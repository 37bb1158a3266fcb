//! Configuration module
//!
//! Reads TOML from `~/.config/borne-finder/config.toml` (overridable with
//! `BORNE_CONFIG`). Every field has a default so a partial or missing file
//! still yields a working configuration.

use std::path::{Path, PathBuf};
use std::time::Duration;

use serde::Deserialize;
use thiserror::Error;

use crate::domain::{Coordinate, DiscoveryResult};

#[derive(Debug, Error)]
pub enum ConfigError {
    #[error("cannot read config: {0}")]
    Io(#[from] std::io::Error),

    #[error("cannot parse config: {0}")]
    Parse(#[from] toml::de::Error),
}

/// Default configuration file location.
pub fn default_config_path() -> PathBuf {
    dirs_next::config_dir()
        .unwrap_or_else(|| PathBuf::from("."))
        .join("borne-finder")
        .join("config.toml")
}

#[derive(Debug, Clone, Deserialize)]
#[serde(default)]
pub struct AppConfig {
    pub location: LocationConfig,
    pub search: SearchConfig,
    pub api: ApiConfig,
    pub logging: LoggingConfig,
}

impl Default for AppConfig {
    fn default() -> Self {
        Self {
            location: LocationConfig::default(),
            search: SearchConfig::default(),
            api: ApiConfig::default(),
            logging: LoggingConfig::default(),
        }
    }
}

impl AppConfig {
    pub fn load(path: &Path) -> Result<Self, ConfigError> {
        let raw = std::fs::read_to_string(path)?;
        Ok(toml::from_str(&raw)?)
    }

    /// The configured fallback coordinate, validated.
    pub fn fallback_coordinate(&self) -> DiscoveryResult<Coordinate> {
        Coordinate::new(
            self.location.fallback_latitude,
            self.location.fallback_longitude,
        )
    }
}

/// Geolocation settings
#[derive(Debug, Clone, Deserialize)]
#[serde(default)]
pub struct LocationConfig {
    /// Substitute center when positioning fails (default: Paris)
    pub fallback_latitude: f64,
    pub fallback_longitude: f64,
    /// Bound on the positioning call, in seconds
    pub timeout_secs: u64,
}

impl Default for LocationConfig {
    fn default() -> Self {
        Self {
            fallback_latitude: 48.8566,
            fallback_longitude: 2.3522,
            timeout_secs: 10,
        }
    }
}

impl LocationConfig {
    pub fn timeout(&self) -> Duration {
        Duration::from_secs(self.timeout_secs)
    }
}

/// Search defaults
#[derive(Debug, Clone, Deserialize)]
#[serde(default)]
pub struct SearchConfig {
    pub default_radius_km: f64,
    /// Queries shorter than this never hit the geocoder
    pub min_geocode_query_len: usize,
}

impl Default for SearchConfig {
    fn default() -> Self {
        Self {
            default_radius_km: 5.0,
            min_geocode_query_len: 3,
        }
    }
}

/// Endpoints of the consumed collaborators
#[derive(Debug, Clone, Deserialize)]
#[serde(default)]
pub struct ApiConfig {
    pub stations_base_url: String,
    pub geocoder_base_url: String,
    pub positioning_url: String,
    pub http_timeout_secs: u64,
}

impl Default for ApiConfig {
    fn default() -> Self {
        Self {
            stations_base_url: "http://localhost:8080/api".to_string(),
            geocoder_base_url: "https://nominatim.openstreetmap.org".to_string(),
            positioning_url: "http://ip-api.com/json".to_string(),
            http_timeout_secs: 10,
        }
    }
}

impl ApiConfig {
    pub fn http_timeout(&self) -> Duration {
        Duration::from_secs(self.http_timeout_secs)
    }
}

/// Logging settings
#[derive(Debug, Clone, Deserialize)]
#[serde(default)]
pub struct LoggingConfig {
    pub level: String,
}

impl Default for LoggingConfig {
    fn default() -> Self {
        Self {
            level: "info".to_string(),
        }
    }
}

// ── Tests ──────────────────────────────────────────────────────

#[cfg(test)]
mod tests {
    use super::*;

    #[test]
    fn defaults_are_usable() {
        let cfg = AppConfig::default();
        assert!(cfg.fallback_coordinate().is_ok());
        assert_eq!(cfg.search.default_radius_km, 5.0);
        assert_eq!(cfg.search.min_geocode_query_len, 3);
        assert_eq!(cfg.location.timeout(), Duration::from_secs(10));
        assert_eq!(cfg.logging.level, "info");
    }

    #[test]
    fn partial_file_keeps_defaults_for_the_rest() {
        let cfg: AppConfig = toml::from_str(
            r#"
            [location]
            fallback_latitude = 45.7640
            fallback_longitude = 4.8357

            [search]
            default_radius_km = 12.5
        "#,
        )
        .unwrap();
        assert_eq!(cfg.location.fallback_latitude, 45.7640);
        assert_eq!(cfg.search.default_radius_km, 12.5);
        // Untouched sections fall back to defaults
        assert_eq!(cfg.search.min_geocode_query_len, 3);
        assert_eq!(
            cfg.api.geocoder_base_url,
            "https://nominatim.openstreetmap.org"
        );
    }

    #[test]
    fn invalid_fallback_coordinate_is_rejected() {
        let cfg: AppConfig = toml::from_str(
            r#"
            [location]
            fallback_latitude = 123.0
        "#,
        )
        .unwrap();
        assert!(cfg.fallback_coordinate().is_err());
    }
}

——————————

▸ AIM OF THE TASK
Return the whole listing, word for word.

▸ OUTPUT OF THE TASK
repository 37bb1158a3266fcb
//! Configuration module
//!
//! Reads TOML from `~/.config/borne-finder/config.toml` (overridable with
//! `BORNE_CONFIG`). Every field has a default so a partial or missing file
//! still yields a working configuration.

use std::path::{Path, PathBuf};
use std::time::Duration;

use serde::Deserialize;
use thiserror::Error;

use crate::domain::{Coordinate, DiscoveryResult};

#[derive(Debug, Error)]
pub enum ConfigError {
    #[error("cannot read config: {0}")]
    Io(#[from] std::io::Error),

    #[error("cannot parse config: {0}")]
    Parse(#[from] toml::de::Error),
}

/// Default configuration file location.
pub fn default_config_path() -> PathBuf {
    dirs_next::config_dir()
        .unwrap_or_else(|| PathBuf::from("."))
        .join("borne-finder")
        .join("config.toml")
}

#[derive(Debug, Clone, Deserialize)]
#[serde(default)]
pub struct AppConfig {
    pub location: LocationConfig,
    pub search: SearchConfig,
    pub api: ApiConfig,
    pub logging: LoggingConfig,
}

impl Default for AppConfig {
    fn default() -> Self {
        Self {
            location: LocationConfig::default(),
            search: SearchConfig::default(),
            api: ApiConfig::default(),
            logging: LoggingConfig::default(),
        }
    }
}

impl AppConfig {
    pub fn load(path: &Path) -> Result<Self, ConfigError> {
        let raw = std::fs::read_to_string(path)?;
        Ok(toml::from_str(&raw)?)
    }

    /// The configured fallback coordinate, validated.
    pub fn fallback_coordinate(&self) -> DiscoveryResult<Coordinate> {
        Coordinate::new(
            self.location.fallback_latitude,
            self.location.fallback_longitude,
        )
    }
}

/// Geolocation settings
#[derive(Debug, Clone, Deserialize)]
#[serde(default)]
pub struct LocationConfig {
    /// Substitute center when positioning fails (default: Paris)
    pub fallback_latitude: f64,
    pub fallback_longitude: f64,
    /// Bound on the positioning call, in seconds
    pub timeout_secs: u64,
}

impl Default for LocationConfig {
    fn default() -> Self {
        Self {
            fallback_latitude: 48.8566,
            fallback_longitude: 2.3522,
            timeout_secs: 10,
        }
    }
}

impl LocationConfig {
    pub fn timeout(&self) -> Duration {
        Duration::from_secs(self.timeout_secs)
    }
}

/// Search defaults
#[derive(Debug, Clone, Deserialize)]
#[serde(default)]
pub struct SearchConfig {
    pub default_radius_km: f64,
    /// Queries shorter than this never hit the geocoder
    pub min_geocode_query_len: usize,
}

impl Default for SearchConfig {
    fn default() -> Self {
        Self {
            default_radius_km: 5.0,
            min_geocode_query_len: 3,
        }
    }
}

/// Endpoints of the consumed collaborators
#[derive(Debug, Clone, Deserialize)]
#[serde(default)]
pub struct ApiConfig {
    pub stations_base_url: String,
    pub geocoder_base_url: String,
    pub positioning_url: String,
    pub http_timeout_secs: u64,
}

impl Default for ApiConfig {
    fn default() -> Self {
        Self {
            stations_base_url: "http://localhost:8080/api".to_string(),
            geocoder_base_url: "https://nominatim.openstreetmap.org".to_string(),
            positioning_url: "http://ip-api.com/json".to_string(),
            http_timeout_secs: 10,
        }
    }
}

impl ApiConfig {
    pub fn http_timeout(&self) -> Duration {
        Duration::from_secs(self.http_timeout_secs)
    }
}

/// Logging settings
#[derive(Debug, Clone, Deserialize)]
#[serde(default)]
pub struct LoggingConfig {
    pub level: String,
}

impl Default for LoggingConfig {
    fn default() -> Self {
        Self {
            level: "info".to_string(),
        }
    }
}

// ── Tests ──────────────────────────────────────────────────────

#[cfg(test)]
mod tests {
    use super::*;

    #[test]
    fn defaults_are_usable() {
        let cfg = AppConfig::default();
        assert!(cfg.fallback_coordinate().is_ok());
        assert_eq!(cfg.search.default_radius_km, 5.0);
        assert_eq!(cfg.search.min_geocode_query_len, 3);
        assert_eq!(cfg.location.timeout(), Duration::from_secs(10));
        assert_eq!(cfg.logging.level, "info");
    }

    #[test]
    fn partial_file_keeps_defaults_for_the_rest() {
        let cfg: AppConfig = toml::from_str(
            r#"
            [location]
            fallback_latitude = 45.7640
            fallback_longitude = 4.8357

            [search]
            default_radius_km = 12.5
        "#,
        )
        .unwrap();
        assert_eq!(cfg.location.fallback_latitude, 45.7640);
        assert_eq!(cfg.search.default_radius_km, 12.5);
        // Untouched sections fall back to defaults
        assert_eq!(cfg.search.min_geocode_query_len, 3);
        assert_eq!(
            cfg.api.geocoder_base_url,
            "https://nominatim.openstreetmap.org"
        );
    }

    #[test]
    fn invalid_fallback_coordinate_is_rejected() {
        let cfg: AppConfig = toml::from_str(
            r#"
            [location]
            fallback_latitude = 123.0
        "#,
        )
        .unwrap();
        assert!(cfg.fallback_coordinate().is_err());
    }
}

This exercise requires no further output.